A Very Special Offer
From Nathaniel W. Greer
Attention veterans of the Army, Navy, Air Force, Marines, Coast Guard, Merchant Marines, Security Guards, retired Postal Workers, members of Arnie’s Army, and Other People too. If you are over sixty-seven years, three months and twelve days old, and if you served in a time of war or in a time of peace, if you served in a time of day or a time of night, if you served time in a bottle and you own your own home; you could be eligible for this very special one-time-only offer.
For only pennies a day, just about the cost of a warm burrito, you can have something so much more valuable - piece of mind. Our company has hundreds of years of experience providing personal financial security and services to at least dozens of richly deserving people just like you. Since we are independent agents, representing many infinitely varied companies, we are better able to "shop" for the best product at the best price . . . depending on your age, health, weight, expectations, habits, friends and relations, history of drug use, experience in the sack, traffic record, and other criteria.
• Premiums are guaranteed never to be rice.
• Benefits guaranteed never to be Danish.
• Substantial barnacle build up year after year.
• An excellent way to pay for groceries.
• Helps to make up for lost clothing when one loses their shirt, say in Las Vegas.
• Normally provides full coverage on Day 1, except in your case.
Service - this is an often over used and under delivered commodity in business today. We put a major emphasis on service. It is not an idle promise. We eventually return phone calls. We care about what you need or want from your friendly service providing entity. We have extensive experience in our industry and are moderately willing to help you. All you need to do is contact us. For the love of God, please contact us. We take our responsibility to you very seriously. We understand your needs and concerns. We have kept you in our thoughts and prayers. Come on, who was it that talked you down during that bad acid trip? We thrive on providing the best possible service, which is the main reason the majority of our clients remain loyal to us. That and we are really the only ones doing this gig. Also we sometimes use the threat of selling your phone number to telemarketers.
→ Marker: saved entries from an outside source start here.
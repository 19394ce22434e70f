use std::collections::VecDeque;
use std::sync::{Mutex, MutexGuard, PoisonError};
use std::time::Duration;

use async_trait::async_trait;

use super::TextGenerator;
use crate::error::GenerationError;

const DEFAULT_FALLBACK: &str = "Scripted response.";

/// A prompt pair received by a [`ScriptedGenerator`].
#[derive(Debug, Clone, PartialEq, Eq)]
pub struct RecordedCall {
    pub system_prompt: String,
    pub user_prompt: String,
}

/// In-process generator that replays queued replies, for tests and offline runs.
///
/// Replies are consumed in order; once the queue is empty every call returns
/// the fallback text.
pub struct ScriptedGenerator {
    model_id: String,
    replies: Mutex<VecDeque<Result<String, GenerationError>>>,
    calls: Mutex<Vec<RecordedCall>>,
    fallback: String,
    delay: Option<Duration>,
}

impl ScriptedGenerator {
    pub fn new(model_id: impl Into<String>) -> Self {
        Self {
            model_id: model_id.into(),
            replies: Mutex::new(VecDeque::new()),
            calls: Mutex::new(Vec::new()),
            fallback: DEFAULT_FALLBACK.to_string(),
            delay: None,
        }
    }

    pub fn with_replies<I, S>(self, replies: I) -> Self
    where
        I: IntoIterator<Item = S>,
        S: Into<String>,
    {
        lock(&self.replies).extend(replies.into_iter().map(|reply| Ok(reply.into())));
        self
    }

    pub fn with_error(self, error: GenerationError) -> Self {
        lock(&self.replies).push_back(Err(error));
        self
    }

    pub fn with_fallback(mut self, fallback: impl Into<String>) -> Self {
        self.fallback = fallback.into();
        self
    }

    /// Sleep before answering each call.
    pub fn with_delay(mut self, delay: Duration) -> Self {
        self.delay = Some(delay);
        self
    }

    pub fn calls(&self) -> Vec<RecordedCall> {
        lock(&self.calls).clone()
    }

    pub fn call_count(&self) -> usize {
        lock(&self.calls).len()
    }
}

fn lock<T>(mutex: &Mutex<T>) -> MutexGuard<'_, T> {
    mutex.lock().unwrap_or_else(PoisonError::into_inner)
}

#[async_trait]
impl TextGenerator for ScriptedGenerator {
    async fn invoke(
        &self,
        system_prompt: &str,
        user_prompt: &str,
    ) -> Result<String, GenerationError> {
        lock(&self.calls).push(RecordedCall {
            system_prompt: system_prompt.to_string(),
            user_prompt: user_prompt.to_string(),
        });

        if let Some(delay) = self.delay {
            tokio::time::sleep(delay).await;
        }

        let next = lock(&self.replies).pop_front();
        next.unwrap_or_else(|| Ok(self.fallback.clone()))
    }

    fn model_id(&self) -> &str {
        &self.model_id
    }
}
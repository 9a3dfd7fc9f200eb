//! Presentation: laptop cards, recommendation text, and comparison tables.
//!
//! Two card styles exist. Recommendation cards capitalize brand, processor
//! brand, GPU, and OS the way a sentence would; quiz cards echo the raw
//! catalog values and carry no OS line.

use crate::pipeline::CompareQuery;
use crate::store::{Catalog, Row};
use lappybot_core::laptop::{LaptopRecord, NOT_APPLICABLE, decimal_text};
use serde::Serialize;

/// A laptop shaped for display. Every field is filled; blanks render as `N/A`.
#[derive(Debug, Clone, PartialEq, Eq, Serialize)]
pub struct LaptopCard {
    pub brand: String,
    pub model: String,
    pub price: String,
    pub processor: String,
    pub ram: String,
    pub storage: String,
    pub gpu: String,
    pub display: String,
    #[serde(skip_serializing_if = "Option::is_none")]
    pub os: Option<String>,
}

/// First character uppercased, the rest lowercased. Blank input becomes
/// `N/A`, and `N/A` itself is kept verbatim.
pub fn capitalize(text: &str) -> String {
    let text = text.trim();
    if text.is_empty() || text.eq_ignore_ascii_case(NOT_APPLICABLE) {
        return NOT_APPLICABLE.to_string();
    }
    let mut chars = text.chars();
    match chars.next() {
        Some(first) => first.to_uppercase().chain(chars.flat_map(char::to_lowercase)).collect(),
        None => NOT_APPLICABLE.to_string(),
    }
}

fn or_na(text: &str) -> String {
    let text = text.trim();
    if text.is_empty() {
        NOT_APPLICABLE.to_string()
    } else {
        text.to_string()
    }
}

fn price_text(record: &LaptopRecord) -> String {
    format!("MYR {:.2}", record.price)
}

fn storage_text(record: &LaptopRecord) -> String {
    format!(
        "{}GB {}",
        record.primary_storage_capacity_gb,
        or_na(&record.primary_storage_type)
    )
}

fn display_text(record: &LaptopRecord) -> String {
    format!(
        "{}-inch, {}x{} resolution",
        decimal_text(record.display_size_inches),
        record.resolution_width,
        record.resolution_height
    )
}

impl LaptopCard {
    /// Card used by the recommend entry point.
    pub fn recommendation(record: &LaptopRecord) -> Self {
        Self {
            brand: capitalize(&record.brand),
            model: or_na(&record.model),
            price: price_text(record),
            processor: format!(
                "{} {}",
                capitalize(&record.processor_brand),
                or_na(&record.processor_tier)
            ),
            ram: format!("{}GB", record.ram_gb),
            storage: storage_text(record),
            gpu: format!(
                "{} {}",
                capitalize(&record.gpu_brand),
                capitalize(record.gpu_type.as_str())
            ),
            display: display_text(record),
            os: Some(capitalize(&record.os)),
        }
    }

    /// Card used by the quiz entry point.
    pub fn quiz(record: &LaptopRecord) -> Self {
        Self {
            brand: or_na(&record.brand),
            model: or_na(&record.model),
            price: price_text(record),
            processor: format!(
                "{} {}",
                or_na(&record.processor_brand),
                or_na(&record.processor_tier)
            ),
            ram: format!("{}GB", record.ram_gb),
            storage: storage_text(record),
            gpu: or_na(record.gpu_type.as_str()),
            display: display_text(record),
            os: None,
        }
    }

    /// One-sentence summary of the laptop for the given use case.
    pub fn describe(&self, use_case: &str) -> String {
        format!(
            "A {} {} laptop with {} display, {} processor, {} RAM, {} storage, and {} graphics, suitable for {}.",
            self.brand,
            self.model,
            self.display,
            self.processor,
            self.ram,
            self.storage,
            self.gpu,
            use_case
        )
    }

    /// Markdown announcement shown to the user.
    pub fn announcement(&self) -> String {
        let os = self.os.as_deref().unwrap_or(NOT_APPLICABLE);
        format!(
            "🎉 *Recommended Laptop for You* 🎉\n\
             \n\
             *Brand & Model*: {} - {}\n\
             *Price*: {}\n\
             \n\
             *Specifications*:\n\
             - *Processor*: {}\n\
             - *RAM*: {}\n\
             - *Storage*: {}\n\
             - *Graphics*: {}\n\
             - *Display*: {}\n\
             - *Operating System*: {}\n\
             \n\
             This laptop is perfect for your use case as it meets the performance and budget requirements.\n\
             Let me know if you need more details or additional options! 😊",
            self.brand,
            self.model,
            self.price,
            self.processor,
            self.ram,
            self.storage,
            self.gpu,
            self.display,
            os
        )
    }
}

/// The filters a comparison actually applied.
#[derive(Debug, Clone, Default, PartialEq, Serialize)]
pub struct AppliedFilters {
    pub brands: Vec<String>,
    pub max_price: Option<f64>,
}

/// A projected comparison: every catalog column, in load order, for each
/// matching row.
#[derive(Debug, Clone, PartialEq, Serialize)]
pub struct Comparison {
    pub columns: Vec<String>,
    pub rows: Vec<Vec<String>>,
    pub filters: AppliedFilters,
}

impl Comparison {
    pub fn project(catalog: &Catalog, rows: &[Row<'_>], query: &CompareQuery) -> Self {
        Self {
            columns: catalog.columns().to_vec(),
            rows: rows.iter().map(|row| row.cells.to_vec()).collect(),
            filters: AppliedFilters {
                brands: query.brand_filter(),
                max_price: query.price_ceiling(),
            },
        }
    }

    pub fn len(&self) -> usize {
        self.rows.len()
    }

    pub fn is_empty(&self) -> bool {
        self.rows.is_empty()
    }

    /// Render as a bordered HTML table with a header row and no index column.
    pub fn to_html_table(&self) -> String {
        let mut html = String::from(
            "<table border=\"1\" class=\"dataframe table table-bordered table-hover\">\n",
        );
        html.push_str("  <thead>\n    <tr style=\"text-align: right;\">\n");
        for column in &self.columns {
            html.push_str(&format!("      <th>{}</th>\n", escape_html(column)));
        }
        html.push_str("    </tr>\n  </thead>\n  <tbody>\n");
        for row in &self.rows {
            html.push_str("    <tr>\n");
            for cell in row {
                html.push_str(&format!("      <td>{}</td>\n", escape_html(cell)));
            }
            html.push_str("    </tr>\n");
        }
        html.push_str("  </tbody>\n</table>");
        html
    }
}

fn escape_html(text: &str) -> String {
    let mut out = String::with_capacity(text.len());
    for c in text.chars() {
        match c {
            '&' => out.push_str("&amp;"),
            '<' => out.push_str("&lt;"),
            '>' => out.push_str("&gt;"),
            '"' => out.push_str("&quot;"),
            _ => out.push(c),
        }
    }
    out
}
//! System prompt composition: persona plus a catalog digest.

use lappybot_catalog::Catalog;
use lappybot_core::laptop::decimal_text;
use lappybot_core::message::{Message, Transcript};

/// Rows summarized into the digest unless configured otherwise.
pub const DEFAULT_DIGEST_ROWS: usize = 200;

pub const PERSONA: &str = "You are LappyBot, an AI assistant specializing in recommending laptops \
based on user preferences, including budget, use cases, and performance requirements. You can \
assist with specifications, pricing, brands, and features. Be helpful and professional, but ensure \
explanations are simple and clear. Always provide specific, detailed recommendations and explain \
why a laptop is suitable for a given use case. Do not answer if input is not related to laptops.";

/// One line per record (brand, model, price, RAM) for the first `rows`
/// records in catalog order.
pub fn catalog_digest(catalog: &Catalog, rows: usize) -> String {
    catalog
        .records()
        .iter()
        .take(rows)
        .map(|r| {
            format!(
                "Brand: {}, Model: {}, Price: MYR {}, RAM: {}GB\n",
                r.brand,
                r.model,
                decimal_text(r.price),
                r.ram_gb
            )
        })
        .collect()
}

/// Instructions wrapping the digest.
pub fn system_message(digest: &str) -> String {
    format!(
        "You are LappyBot, an assistant that provides laptop recommendations. You have access to \
         the following dataset with laptop information:\n{digest}\nIf the user asks for a \
         comparison, respond with a table format using HTML. Ensure the table includes relevant \
         specifications like Brand, Model, Price, Processor, RAM, Storage, GPU, and Display. \
         Otherwise, provide a detailed textual response."
    )
}

/// Builds the outgoing message list for a chat round.
#[derive(Debug, Clone)]
pub struct PromptComposer {
    persona: String,
    digest_rows: usize,
}

impl Default for PromptComposer {
    fn default() -> Self {
        Self {
            persona: PERSONA.to_string(),
            digest_rows: DEFAULT_DIGEST_ROWS,
        }
    }
}

impl PromptComposer {
    pub fn new() -> Self {
        Self::default()
    }

    pub fn with_persona(mut self, persona: impl Into<String>) -> Self {
        self.persona = persona.into();
        self
    }

    pub fn with_digest_rows(mut self, rows: usize) -> Self {
        self.digest_rows = rows;
        self
    }

    /// The single system turn: persona, a space, then the system message.
    /// The digest is rebuilt on every call.
    pub fn system_prompt(&self, catalog: &Catalog) -> String {
        let digest = catalog_digest(catalog, self.digest_rows);
        format!("{} {}", self.persona, system_message(&digest))
    }

    /// `[system] + transcript`, in order.
    pub fn compose(&self, catalog: &Catalog, transcript: &Transcript) -> Vec<Message> {
        let mut messages = Vec::with_capacity(transcript.len() + 1);
        messages.push(Message::system(self.system_prompt(catalog)));
        messages.extend(transcript.turns().iter().cloned());
        messages
    }
}

#[cfg(test)]
mod tests {
    use super::*;
    use lappybot_core::laptop::LaptopRecord;
    use lappybot_core::message::{Role, SessionId};

    fn catalog(n: usize) -> Catalog {
        Catalog::from_records(
            (0..n)
                .map(|i| LaptopRecord::new("acer", format!("Model {i}"), 2000.0 + i as f64).with_ram(8))
                .collect(),
        )
    }

    #[test]
    fn digest_line_format() {
        let digest = catalog_digest(&catalog(1), DEFAULT_DIGEST_ROWS);
        assert_eq!(digest, "Brand: acer, Model: Model 0, Price: MYR 2000.0, RAM: 8GB\n");
    }

    #[test]
    fn digest_caps_rows_in_catalog_order() {
        let digest = catalog_digest(&catalog(250), DEFAULT_DIGEST_ROWS);
        let lines: Vec<&str> = digest.lines().collect();
        assert_eq!(lines.len(), 200);
        assert!(lines[0].contains("Model 0,"));
        assert!(lines[199].contains("Model 199,"));
    }

    #[test]
    fn empty_catalog_has_empty_digest() {
        assert_eq!(catalog_digest(&Catalog::empty(), DEFAULT_DIGEST_ROWS), "");
        let prompt = PromptComposer::new().system_prompt(&Catalog::empty());
        assert!(prompt.contains("laptop information:\n\nIf the user asks"));
    }

    #[test]
    fn system_prompt_joins_persona_and_message() {
        let prompt = PromptComposer::new().system_prompt(&catalog(2));
        assert!(prompt.starts_with(PERSONA));
        assert!(prompt.contains("related to laptops. You are LappyBot, an assistant"));
        assert!(prompt.contains("Model 1, Price: MYR 2001.0"));
        assert!(prompt.ends_with("provide a detailed textual response."));
    }

    #[test]
    fn compose_puts_system_first_then_history() {
        let mut transcript = Transcript::new(SessionId::from("s1"));
        transcript.push(Message::user("Which laptop for gaming?"));
        transcript.push(Message::assistant("The Omen 16."));
        transcript.push(Message::user("Cheaper?"));

        let composer = PromptComposer::new().with_persona("Custom persona.").with_digest_rows(1);
        let messages = composer.compose(&catalog(3), &transcript);
        assert_eq!(messages.len(), 4);
        assert_eq!(messages[0].role, Role::System);
        assert!(messages[0].content.starts_with("Custom persona. You are LappyBot"));
        assert!(!messages[0].content.contains("Model 1"));
        assert_eq!(messages[3].content, "Cheaper?");
    }
}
Do you think you might be eligible? Would you like to join the constantly growing queue of moderately satisfied jokers like yourself? Contact us without delay. Time is of the essence. Leave a message with our friendly receptionist, Rosa. We will return your call sooner or later.
Your new fiend,
Nathaniel W. Greer
*The information contained herein is not a complete description of all terms, conditions and exclusions applicable to the products and services described. For complete descriptions of the terms, conditions and exclusions of coverage’s, please contact our company. Products and services referenced herein may not be available in all jurisdictions. The information contained herein was believed to be accurate at the time it was posted, but most likely does not apply to you.